E não se vislumbra que esta posição que aqui adotamos constitua uma qualquer violação do art. 8º da Constituição da República Portuguesa, pois tendo o ... incumprido as suas obrigações convencionais e inexistindo à data uma autoridade responsável nos termos do disposto no nº 7 do art. 17º da Convenção de Viena contra o Tráfico de Produtos Estupefacientes e Substâncias Psicotrópicas (pois que a autoridade constante do Diretório se arrogava incompetente) e mantendo posterior silêncio face à legitimas interpelações que lhe foram feitas - não pode essa Convenção incumprida pelo Estado de bandeira ser o sustentáculo de uma incompetência do Estado Português.
Não se entende também que a posição assumida da competência nos termos exarados viole o disposto no art. 2º, 18º e 203º da Constituição da República, pois que não ocorreu qualquer violação da força jurídica dos preceitos constitucionais em matéria de direitos liberdades e garantias ou da independência dos Tribunais. Da mesma forma a posição ora defendida, relativamente à atuação do ... e do assumir da competência pelo Estado Português, não é também violadora dos arts 20º e 32º da Constituição da República Portuguesa, isto é do acesso ao direito e tutela jurisdicional efetiva e das garantias de defesa do arguido ou do art. 6º nº 1 da CEDH isto é do direito a um processo equitativo, ou ainda do 8º da CEDH, do direito ao respeito pela vida privada e familiar, na medida em que uma eventual violação de normas internacionais seria uma questão a resolver entre os Estados - no caso Portugal e a ..., e não teria consequência ao nível da aplicação das normas internas portuguesas que regem a competência para a aplicação da lei penal e que a atribuam ao Estado português, como é o caso.

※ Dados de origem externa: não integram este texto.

//! # Caller and Stack Reporting
//!
//! Both captures are opt-in: callers gate them behind `enable_caller`,
//! `with_caller` or `with_stack`, never run them unconditionally.
//!
//! The direct call site (skip 0) comes from `#[track_caller]` and costs
//! nothing beyond formatting. Deeper frames and stacks are read from a
//! captured [`Backtrace`], whose textual form pairs a numbered symbol line
//! with an indented `at file:line:col` line. Frames belonging to this crate
//! and to the backtrace machinery are filtered out by symbol prefix.

use std::backtrace::Backtrace;
use std::panic::Location;
use std::path::Path;

/// Returned when no location is available for the requested frame.
pub const UNKNOWN_CALLER: &str = "???:0";

/// Symbol prefixes that always belong to the capture path itself.
pub const KNOWN_STACK_PREFIXES: &[&str] = &[
    concat!(env!("CARGO_CRATE_NAME"), "::"),
    "std::backtrace",
    "std::backtrace_rs",
    "backtrace_rs::",
];

/// Merges user prefixes with [`KNOWN_STACK_PREFIXES`], sorted and deduplicated.
pub fn format_known_stack_prefixes<I, S>(prefixes: I) -> Vec<String>
where
    I: IntoIterator<Item = S>,
    S: Into<String>,
{
    let mut out: Vec<String> = KNOWN_STACK_PREFIXES
        .iter()
        .map(|p| p.to_string())
        .chain(prefixes.into_iter().map(Into::into))
        .filter(|p| !p.is_empty())
        .collect();
    out.sort();
    out.dedup();
    out
}

/// Caller reporting settings: how many frames above the call site to skip,
/// and whether to keep the parent directory in the reported path.
#[derive(Debug, Clone, Copy, PartialEq, Eq, Default)]
pub struct CallerReporter {
    skip: usize,
    long: bool,
}

impl CallerReporter {
    /// Reports `file.rs:line`.
    pub const fn new(skip: usize) -> Self {
        Self { skip, long: false }
    }

    /// Reports `parent/file.rs:line`.
    pub const fn long(skip: usize) -> Self {
        Self { skip, long: true }
    }

    pub const fn skip(&self) -> usize {
        self.skip
    }

    pub const fn is_long(&self) -> bool {
        self.long
    }

    /// Resolves the caller string for a log call made at `site`.
    pub fn report(&self, site: &'static Location<'static>, prefixes: &[String]) -> String {
        get_caller(self.skip, self.long, site, prefixes)
    }
}

/// Returns `file:line` of the frame `skip` levels above the logging call.
///
/// `site` is the `#[track_caller]` location of the logging call and answers
/// `skip == 0` directly. Larger skips walk a captured backtrace; when symbols
/// are unavailable or the stack is too shallow, [`UNKNOWN_CALLER`] is returned.
pub fn get_caller(
    skip: usize,
    long: bool,
    site: &'static Location<'static>,
    prefixes: &[String],
) -> String {
    if skip == 0 {
        return format_location(site.file(), site.line(), long);
    }
    let frames = parse_frames(&Backtrace::force_capture().to_string());
    let start = frames
        .iter()
        .position(|f| !has_stack_prefix(&f.symbol, prefixes))
        .unwrap_or(frames.len());
    frames
        .get(start + skip)
        .and_then(|f| f.location.as_deref())
        .and_then(split_location)
        .map(|(file, line)| format_location(file, line, long))
        .unwrap_or_else(|| UNKNOWN_CALLER.to_string())
}

/// Captures the current stack with internal frames removed.
///
/// Each entry reads `symbol at file:line:col`, or just `symbol` when the
/// location is unknown. This call is expensive.
pub fn get_stack(prefixes: &[String]) -> Vec<String> {
    parse_frames(&Backtrace::force_capture().to_string())
        .into_iter()
        .filter(|f| !has_stack_prefix(&f.symbol, prefixes))
        .map(|f| match f.location {
            Some(at) => format!("{} at {}", f.symbol, at),
            None => f.symbol,
        })
        .collect()
}

struct Frame {
    symbol: String,
    location: Option<String>,
}

fn parse_frames(text: &str) -> Vec<Frame> {
    let mut frames: Vec<Frame> = Vec::new();
    for line in text.lines() {
        let line = line.trim();
        if line.is_empty() {
            continue;
        }
        if let Some(at) = line.strip_prefix("at ") {
            // Only the first location belongs to the symbol line above it.
            if let Some(last) = frames.last_mut() {
                if last.location.is_none() {
                    last.location = Some(at.to_string());
                }
            }
            continue;
        }
        if let Some((index, symbol)) = line.split_once(": ") {
            if !index.is_empty() && index.bytes().all(|b| b.is_ascii_digit()) {
                frames.push(Frame {
                    symbol: symbol.to_string(),
                    location: None,
                });
            }
        }
    }
    frames
}

fn has_stack_prefix(symbol: &str, prefixes: &[String]) -> bool {
    let symbol = symbol.trim_start_matches('<');
    KNOWN_STACK_PREFIXES.iter().any(|p| symbol.starts_with(p))
        || prefixes.iter().any(|p| symbol.starts_with(p.as_str()))
}

/// Splits `path:line:col` (or `path:line`) into path and line.
fn split_location(at: &str) -> Option<(&str, u32)> {
    let mut parts = at.rsplitn(3, ':');
    let last = parts.next()?;
    let middle = parts.next()?;
    match parts.next() {
        Some(file) => middle.parse().ok().map(|line| (file, line)),
        None => last.parse().ok().map(|line| (middle, line)),
    }
}

fn format_location(file: &str, line: u32, long: bool) -> String {
    let path = Path::new(file);
    let base = path
        .file_name()
        .map(|s| s.to_string_lossy())
        .unwrap_or_else(|| file.into());
    if long {
        if let Some(parent) = path.parent().and_then(Path::file_name) {
            return format!("{}/{}:{}", parent.to_string_lossy(), base, line);
        }
    }
    format!("{base}:{line}")
}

Como bem se refere no acórdão deste Tribunal da Relação de Lisboa, relatado pelo Sr. Desembargador Manuel Advínculo Sequeira “E sempre se dirá que a nulidade da prova obtida por métodos proibidos (artº 126º do Código de Processo Penal) tem como finalidade muito clara a protecção de direitos, liberdades e garantias dos cidadãos, particularmente os suspeitos ou acusados em processo criminal, como bem resulta da sua fonte constitucional, o nº 8 do artº 32º da Constituição da República Portuguesa, segundo o qual “são nulas todas as provas obtidas mediante tortura, coacção, ofensa da integridade física ou moral da pessoa, abusiva intromissão na vida privada, no domicílio, na correspondência ou nas telecomunicações.”
Ora, as normas daquele artº 17º da Convenção das Nações Unidas contra o Tráfico Ilícito de Estupefacientes e Substâncias Psicotrópicas, no que respeita à autorização a conceder, ou não, para procedimento em navio seu por outro estado, visa proteger a soberania dos estados de pavilhão sobre os respectivos navios, ainda que na óptica do combate ao tráfico de estupefacientes, para a afirmar plenamente, por exemplo, na pretensão de ser o estado de bandeira a exercer a acção penal, ou por se tratar de entrega de droga controlada pelo mesmo.
A prova assim obtida nunca seria nula. Quando muito, a falta de autorização conduziria a diferendo entre estados, a dirimir pelos meios próprios, também previstos na mesma convenção.
Não há pois qualquer prova inválida a este propósito”.
Será, pois, de revogar, neste segmento, o despacho recorrido e considerar que a busca realizada no ... a ........2023 não ocorreu com violação absoluta das regras de obtenção e produção de prova e é, sob esta perspetiva, válida.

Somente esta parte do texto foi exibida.